What needs to be done -> The answer should hold exactly the lines of the entries below from the one containing "(msg.bytes, received)" through the last line, both included.

== Segment start ==

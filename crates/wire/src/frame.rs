// SPDX-License-Identifier: BUSL-1.1
// Copyright (c) 2026 Alfred Jean LLC

//! Length-prefixed framing over a local stream socket.
//!
//! Each frame is a 4-byte big-endian length followed by the JSON payload.
//! Descriptors for the frame ride as `SCM_RIGHTS` ancillary data on the first
//! `sendmsg` of the frame; the receiver collects them in arrival order and
//! resolves payload ordinals against them.

use std::io::{self, IoSlice, IoSliceMut};
use std::os::unix::io::{AsRawFd, RawFd};

use nix::cmsg_space;
use nix::sys::socket::{
    recvmsg, sendmsg, ControlMessage, ControlMessageOwned, MsgFlags, UnixAddr,
};
use tokio::io::Interest;
use tokio::net::UnixStream;

use crate::{codec, ProtocolError, Value};

/// Maximum payload size (8 MB)
pub const MAX_MESSAGE_SIZE: usize = 8 * 1024 * 1024;

/// Maximum descriptors carried by a single frame
pub const MAX_FDS_PER_MESSAGE: usize = 32;

const HEADER: usize = 4;
const CHUNK: usize = 64 * 1024;

/// A framed message stream over a connected Unix socket.
///
/// Buffers partial frames between calls, so pipelined frames are preserved.
/// Descriptors received but not yet consumed by a decoded frame are closed on
/// drop.
pub struct MsgStream {
    stream: UnixStream,
    buf: Vec<u8>,
    fds: Vec<RawFd>,
}

impl MsgStream {
    pub fn new(stream: UnixStream) -> Self {
        Self { stream, buf: Vec::new(), fds: Vec::new() }
    }

    pub fn get_ref(&self) -> &UnixStream {
        &self.stream
    }

    /// Read one message, blocking (asynchronously) until a full frame arrives.
    ///
    /// Ownership of the frame's descriptors passes to the returned value.
    pub async fn recv(&mut self) -> Result<Value, ProtocolError> {
        loop {
            if let Some(len) = frame_len(&self.buf)? {
                if self.buf.len() >= HEADER + len {
                    let payload: Vec<u8> = self.buf[HEADER..HEADER + len].to_vec();
                    self.buf.drain(..HEADER + len);
                    let value = codec::decode(&payload, &self.fds)?;
                    // Descriptors are assigned contiguous ordinals per frame,
                    // so the decoded leaf count is how many this frame used.
                    self.fds.drain(..value.fd_count().min(self.fds.len()));
                    return Ok(value);
                }
            }

            self.stream.readable().await?;
            let fd = self.stream.as_raw_fd();
            match self.stream.try_io(Interest::READABLE, || {
                recv_chunk(fd, &mut self.buf, &mut self.fds)
            }) {
                Ok(0) => return Err(ProtocolError::ConnectionClosed),
                Ok(_) => {}
                Err(e) if e.kind() == io::ErrorKind::WouldBlock => {}
                Err(e) => return Err(e.into()),
            }
        }
    }

    /// Write one message as a single frame.
    pub async fn send(&mut self, value: &Value) -> Result<(), ProtocolError> {
        let (payload, fds) = codec::encode(value)?;
        let mut frame = Vec::with_capacity(HEADER + payload.len());
        frame.extend_from_slice(&(payload.len() as u32).to_be_bytes());
        frame.extend_from_slice(&payload);

        let mut sent = 0;
        let mut fds_pending = !fds.is_empty();
        while sent < frame.len() {
            self.stream.writable().await?;
            let fd = self.stream.as_raw_fd();
            let attach: &[RawFd] = if fds_pending { &fds } else { &[] };
            match self.stream.try_io(Interest::WRITABLE, || {
                send_chunk(fd, &frame[sent..], attach)
            }) {
                Ok(n) => {
                    sent += n;
                    if n > 0 {
                        fds_pending = false;
                    }
                }
                Err(e) if e.kind() == io::ErrorKind::WouldBlock => {}
                Err(e) => return Err(e.into()),
            }
        }
        Ok(())
    }
}

impl Drop for MsgStream {
    fn drop(&mut self) {
        for fd in self.fds.drain(..) {
            let _ = nix::unistd::close(fd);
        }
    }
}

/// Parse the length prefix once enough bytes are buffered.
pub(crate) fn frame_len(buf: &[u8]) -> Result<Option<usize>, ProtocolError> {
    if buf.len() < HEADER {
        return Ok(None);
    }
    let len = u32::from_be_bytes([buf[0], buf[1], buf[2], buf[3]]) as usize;
    if len > MAX_MESSAGE_SIZE {
        return Err(ProtocolError::MessageTooLarge { size: len, max: MAX_MESSAGE_SIZE });
    }
    Ok(Some(len))
}

/// Receive one chunk, appending bytes to `buf` and descriptors to `fds`.
///
/// Returns the byte count; 0 means the peer closed the stream.
pub(crate) fn recv_chunk(
    fd: RawFd,
    buf: &mut Vec<u8>,
    fds: &mut Vec<RawFd>,
) -> io::Result<usize> {
    let mut chunk = [0u8; CHUNK];
    let (n, received) = {
        let mut iov = [IoSliceMut::new(&mut chunk)];
        let mut cmsg_buf = cmsg_space!([RawFd; MAX_FDS_PER_MESSAGE]);
        let msg = recvmsg::<UnixAddr>(
            fd,
            &mut iov,
            Some(&mut cmsg_buf),
            MsgFlags::MSG_CMSG_CLOEXEC,
        )
        .map_err(io::Error::from)?;

        let mut received = Vec::new();
        for cmsg in msg.cmsgs().map_err(io::Error::from)? {
            if let ControlMessageOwned::ScmRights(batch) = cmsg {
                received.extend(batch);
            }
        }
        (msg.bytes, received)
    };
    buf.extend_from_slice(&chunk[..n]);
    fds.extend(received);
    Ok(n)
}

/// Send one chunk, attaching `fds` as ancillary rights when non-empty.
pub(crate) fn send_chunk(fd: RawFd, data: &[u8], fds: &[RawFd]) -> io::Result<usize> {
    let iov = [IoSlice::new(data)];
    let cmsgs = [ControlMessage::ScmRights(fds)];
    let attach: &[ControlMessage] = if fds.is_empty() { &[] } else { &cmsgs };
    sendmsg::<UnixAddr>(fd, &iov, attach, MsgFlags::empty(), None).map_err(io::Error::from)
}

#[cfg(test)]
#[path = "frame_tests.rs"]
mod tests;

== Segment end ==

Result below ->
        (msg.bytes, received)
    };
    buf.extend_from_slice(&chunk[..n]);
    fds.extend(received);
    Ok(n)
}

/// Send one chunk, attaching `fds` as ancillary rights when non-empty.
pub(crate) fn send_chunk(fd: RawFd, data: &[u8], fds: &[RawFd]) -> io::Result<usize> {
    let iov = [IoSlice::new(data)];
    let cmsgs = [ControlMessage::ScmRights(fds)];
    let attach: &[ControlMessage] = if fds.is_empty() { &[] } else { &cmsgs };
    sendmsg::<UnixAddr>(fd, &iov, attach, MsgFlags::empty(), None).map_err(io::Error::from)
}

#[cfg(test)]
#[path = "frame_tests.rs"]
mod tests;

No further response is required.